Marty Forscher was such an important and admired figure in the photography world, and in the world that shifted due to what photography could expose to the public (from war zones to critical documentation of brutality in the Civil Rights movement and more), that the New York Times published a loving obituary following his death in 2009.

From the New York Times obituary (October 10, 2009):

“Marty Forscher, whose intimate knowledge of the anatomy and physiology of the camera and of the myriad ways in which photographers can unsettle them made him for decades the most sought-after camera repairman in the country, died on Sept. 30 in Pittsfield, Mass. He was 87 and lived in Pittsfield. […] For more than 40 years, Mr. Forscher ran Professional Camera Repair Service in Midtown Manhattan. Founded in 1946, the shop was a Mecca for generations of camera owners […]
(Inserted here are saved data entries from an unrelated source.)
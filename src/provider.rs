/// Subscription and dispatch contracts
///
/// A `Provider` keeps the (instrument, market) subscription registry; an
/// `UpdateSink` is the feed-facing half that accepts updates for fan-out.
/// Subscribers are shared trait objects and registry identity is allocation
/// identity: re-registering a clone of the same `Arc` is a duplicate, while
/// a second `Arc` around an identical value is not.

use crate::keyspace::{Instrument, Market};
use crate::update::{InvalidUpdate, MarketUpdate};
use std::sync::Arc;
use thiserror::Error;

#[derive(Error, Debug, Clone, Copy, PartialEq, Eq)]
pub enum SubscriptionError {
    #[error("already subscribed to {instrument} on {market}")]
    AlreadySubscribed {
        instrument: Instrument,
        market: Market,
    },

    #[error("not subscribed to {instrument} on {market}")]
    NotSubscribed {
        instrument: Instrument,
        market: Market,
    },
}

#[derive(Error, Debug, Clone, Copy, PartialEq, Eq)]
pub enum DispatchError {
    #[error("invalid update: {0}")]
    Invalid(#[from] InvalidUpdate),

    #[error("dispatcher is halted")]
    Halted,
}

/// A consumer of market updates
///
/// `transform` may run on the feed thread (direct dispatch) or on a dedicated
/// worker (queued dispatch); implementations must not care which.
pub trait Subscriber: Send + Sync {
    fn transform(&self, update: &MarketUpdate) -> Result<MarketUpdate, InvalidUpdate>;
}

/// Subscription registry keyed by (instrument, market)
pub trait Provider: Send + Sync {
    /// Register a subscriber for one pair. Registering the same handle twice
    /// for the same pair is an error; the same handle may be registered for
    /// any number of distinct pairs.
    fn subscribe(
        &self,
        instrument: Instrument,
        market: Market,
        subscriber: Arc<dyn Subscriber>,
    ) -> Result<(), SubscriptionError>;

    /// Remove a registration made by `subscribe`
    fn unsubscribe(
        &self,
        instrument: Instrument,
        market: Market,
        subscriber: &Arc<dyn Subscriber>,
    ) -> Result<(), SubscriptionError>;

    /// Number of subscribers currently registered for one pair
    fn subscriber_count(&self, instrument: Instrument, market: Market) -> usize;
}

/// Feed-facing entry point: hand one update to the dispatcher
pub trait UpdateSink: Send + Sync {
    fn accept(&self, update: &MarketUpdate) -> Result<(), DispatchError>;
}

/// Subscriber that validates and echoes every update unchanged
#[derive(Debug, Default)]
pub struct Passthrough;

impl Subscriber for Passthrough {
    fn transform(&self, update: &MarketUpdate) -> Result<MarketUpdate, InvalidUpdate> {
        update.validate()?;
        Ok(*update)
    }
}

#[cfg(test)]
mod tests {
    use super::*;
    use crate::keyspace::Side;
    use crate::update::Tick;

    fn sample_update() -> MarketUpdate {
        MarketUpdate::new(
            Market::Currenex,
            Tick {
                instrument: Instrument::EurSek,
                side: Side::Offer,
                bid_price: 10.5,
                bid_amount: 300.0,
                offer_price: 10.6,
                offer_amount: 400.0,
            },
        )
    }

    #[test]
    fn test_arc_identity_not_value_identity() {
        let a: Arc<dyn Subscriber> = Arc::new(Passthrough);
        let b: Arc<dyn Subscriber> = Arc::new(Passthrough);
        let a2 = Arc::clone(&a);

        assert!(Arc::ptr_eq(&a, &a2));
        assert!(!Arc::ptr_eq(&a, &b));
    }

    #[test]
    fn test_passthrough_echoes() {
        let update = sample_update();
        let out = Passthrough.transform(&update).unwrap();
        assert_eq!(out, update);
    }

    #[test]
    fn test_passthrough_rejects_incomplete() {
        let result = Passthrough.transform(&MarketUpdate::default());
        assert!(matches!(result, Err(InvalidUpdate::MissingMarket)));
    }
}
Among the shop’s well-known clients were the photographers Richard Avedon, Joel Meyerowitz, Annie Leibovitz and Mary Ellen Mark. […] Though renowned as a repairman, Mr. Forscher was perhaps best described as an armorer. For if news photographers were foot soldiers in the fight for social justice, as he long maintained, then he was intent on equipping them soundly. As a result, many of the seminal events of mid-20th-century history World War II, the American civil rights movement, the Vietnam War were recorded in part by cameras he had repaired, donated or adapted.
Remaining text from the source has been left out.